Records from a collection:
<<<<
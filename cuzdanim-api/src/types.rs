//! Wire data model for the Cüzdanım API.
//!
//! Response payloads (`*Dto`-style types) spell enum values out as strings,
//! while request types send the backend's numeric enum discriminants; the
//! enums here cover the request side.

pub mod account;
pub mod auth;
pub mod budget;
pub mod category;
pub mod dashboard;
pub mod goal;
pub mod report;
pub mod transaction;

use serde_repr::{Deserialize_repr, Serialize_repr};

#[derive(Serialize_repr, Deserialize_repr, Debug, Clone, Copy, PartialEq, Eq)]
#[repr(u8)]
pub enum AccountType {
    BankAccount = 1,
    CreditCard = 2,
    Cash = 3,
    Wallet = 4,
    Investment = 5,
}

#[derive(Serialize_repr, Deserialize_repr, Debug, Clone, Copy, PartialEq, Eq)]
#[repr(u8)]
pub enum TransactionType {
    Income = 1,
    Expense = 2,
    Transfer = 3,
}

#[derive(Serialize_repr, Deserialize_repr, Debug, Clone, Copy, PartialEq, Eq)]
#[repr(u8)]
pub enum Currency {
    Try = 1,
    Usd = 2,
    Eur = 3,
    Gbp = 4,
    Gold = 5,
}

#[derive(Serialize_repr, Deserialize_repr, Debug, Clone, Copy, PartialEq, Eq)]
#[repr(u8)]
pub enum GoalStatus {
    Active = 1,
    Completed = 2,
    Cancelled = 3,
    Paused = 4,
}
>>>>
● Exercise requirements
Output all of the entries without altering a single word.

● Final answer
filename cuzdanim-api/src/types.rs
//! Wire data model for the Cüzdanım API.
//!
//! Response payloads (`*Dto`-style types) spell enum values out as strings,
//! while request types send the backend's numeric enum discriminants; the
//! enums here cover the request side.

pub mod account;
pub mod auth;
pub mod budget;
pub mod category;
pub mod dashboard;
pub mod goal;
pub mod report;
pub mod transaction;

use serde_repr::{Deserialize_repr, Serialize_repr};

#[derive(Serialize_repr, Deserialize_repr, Debug, Clone, Copy, PartialEq, Eq)]
#[repr(u8)]
pub enum AccountType {
    BankAccount = 1,
    CreditCard = 2,
    Cash = 3,
    Wallet = 4,
    Investment = 5,
}

#[derive(Serialize_repr, Deserialize_repr, Debug, Clone, Copy, PartialEq, Eq)]
#[repr(u8)]
pub enum TransactionType {
    Income = 1,
    Expense = 2,
    Transfer = 3,
}

#[derive(Serialize_repr, Deserialize_repr, Debug, Clone, Copy, PartialEq, Eq)]
#[repr(u8)]
pub enum Currency {
    Try = 1,
    Usd = 2,
    Eur = 3,
    Gbp = 4,
    Gold = 5,
}

#[derive(Serialize_repr, Deserialize_repr, Debug, Clone, Copy, PartialEq, Eq)]
#[repr(u8)]
pub enum GoalStatus {
    Active = 1,
    Completed = 2,
    Cancelled = 3,
    Paused = 4,
}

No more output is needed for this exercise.